While travel restrictions are preventing the participation of international artists in 2022, Chicago won’t have to wait two more years to welcome back puppeteers from abroad. This year, Thomas and Gerding also confirmed the festival will go annual in 2022, moving away from every other year, marking a new era for Chicago as an international destination for the art and study of puppetry.
Tickets to the Chicago International Puppet Theater Festival are on sale now at chicagopuppetfest.org. Reserve tickets from a deep roster of contemporary and traditional puppetry experiences. Sign up for the festival’s e-newsletter to receive news on special events, exclusive offers, and behind-the-strings scoop. Or, follow the festival on Facebook, Instagram or Twitter, hashtag #ChiPuppetFest.

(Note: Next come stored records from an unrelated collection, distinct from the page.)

//! queue manager
//!
//! owns one queue per channel of a network, seeded with the channel's
//! initial values before the first tick.

use ahash::AHashMap as HashMap;
use nohash_hasher::IntMap;
use ustr::Ustr;

use procnet_ir::{ChannelId, ProcNetwork};

use crate::error::Error;
use crate::queue::ChannelQueue;

#[derive(Debug)]
pub struct QueueManager {
    queues: IntMap<ChannelId, ChannelQueue>,
    names: HashMap<Ustr, ChannelId>,
}

impl QueueManager {
    pub fn new(network: &ProcNetwork) -> Result<Self, Error> {
        let mut queues = IntMap::default();
        let mut names = HashMap::default();

        for channel in network.channels() {
            let mut queue = ChannelQueue::new(channel.clone());
            for value in channel.initial_values() {
                queue.write(value.clone())?;
            }
            names.insert(channel.name(), channel.id());
            queues.insert(channel.id(), queue);
        }

        Ok(Self { queues, names })
    }

    pub fn queue(&self, channel: ChannelId) -> Result<&ChannelQueue, Error> {
        self.queues
            .get(&channel)
            .ok_or(Error::UnknownChannel(channel))
    }

    pub fn queue_mut(&mut self, channel: ChannelId) -> Result<&mut ChannelQueue, Error> {
        self.queues
            .get_mut(&channel)
            .ok_or(Error::UnknownChannel(channel))
    }

    pub fn queue_by_name(&self, name: impl AsRef<str>) -> Option<&ChannelQueue> {
        self.names
            .get(&Ustr::from(name.as_ref()))
            .and_then(|id| self.queues.get(id))
    }

    pub fn queue_by_name_mut(&mut self, name: impl AsRef<str>) -> Option<&mut ChannelQueue> {
        let id = *self.names.get(&Ustr::from(name.as_ref()))?;
        self.queues.get_mut(&id)
    }

    /// queues in channel id order
    pub fn queues(&self) -> impl Iterator<Item = &ChannelQueue> + '_ {
        let mut queues = self.queues.values().collect::<Vec<_>>();
        queues.sort_by_key(|queue| queue.channel_id());
        queues.into_iter()
    }

    pub fn len(&self) -> usize {
        self.queues.len()
    }

    pub fn is_empty(&self) -> bool {
        self.queues.is_empty()
    }
}

#[cfg(test)]
mod test {
    use procnet_ir::{ChannelOps, ChannelSpec, Type, Value};

    use super::*;

    #[test]
    fn test_initial_values_seeded() -> Result<(), Error> {
        let mut network = ProcNetwork::new();
        let state = network.add_channel(
            ChannelSpec::streaming("state", ChannelOps::SendReceive, Type::bits(32))
                .with_initial_values([Value::ubits(42, 32), Value::ubits(55, 32)]),
        )?;
        let out = network.create_streaming_channel("out", ChannelOps::SendOnly, Type::bits(32))?;

        let mut manager = QueueManager::new(&network)?;
        assert_eq!(manager.len(), 2);
        assert_eq!(manager.queue(out)?.size(), 0);

        let queue = manager.queue_mut(state)?;
        assert_eq!(queue.read().expect("read failed"), Some(Value::ubits(42, 32)));
        assert_eq!(queue.read().expect("read failed"), Some(Value::ubits(55, 32)));
        assert_eq!(queue.read().expect("read failed"), None);

        assert_eq!(
            manager.queue_by_name("out").map(ChannelQueue::channel_id),
            Some(out)
        );
        assert_eq!(
            manager.queues().map(ChannelQueue::channel_id).collect::<Vec<_>>(),
            vec![state, out]
        );

        Ok(())
    }

    #[test]
    fn test_unknown_channel() -> Result<(), Error> {
        let mut other = ProcNetwork::new();
        other.create_streaming_channel("a", ChannelOps::SendOnly, Type::bits(1))?;
        let foreign = other.create_streaming_channel("b", ChannelOps::SendOnly, Type::bits(1))?;

        let manager = QueueManager::new(&ProcNetwork::new())?;
        assert!(manager.is_empty());
        assert!(matches!(
            manager.queue(foreign),
            Err(Error::UnknownChannel(_))
        ));

        Ok(())
    }
}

4th Chicago International Puppet Theater Festival:
A summary of shows
(Click here for the festival backgrounder with full show descriptions)
The Chicago International Puppet Theater Festival “anchor attraction” is The Plastic Bag Store, open for the duration of the festival in a street-level storefront in Chicago’s Wrigley Building. New York artist Robin Frohardt’s tragi-comic ode to the foreverness of plastic appears to be a storefront grocery, but it’s actually stocked with hundreds of hand-made items -- fruits, vegetables, sushi, deli meats and more -- all crafted from organic NYC trash. Several times a day, the Store transforms from an installation into a micro-cinema for an immersive puppet film that transports the audience from the distant past into a dystopian future. With her distinct sense of humor, Frohardt challenges us to think about how future generations will misinterpret us by the waste we leave behind.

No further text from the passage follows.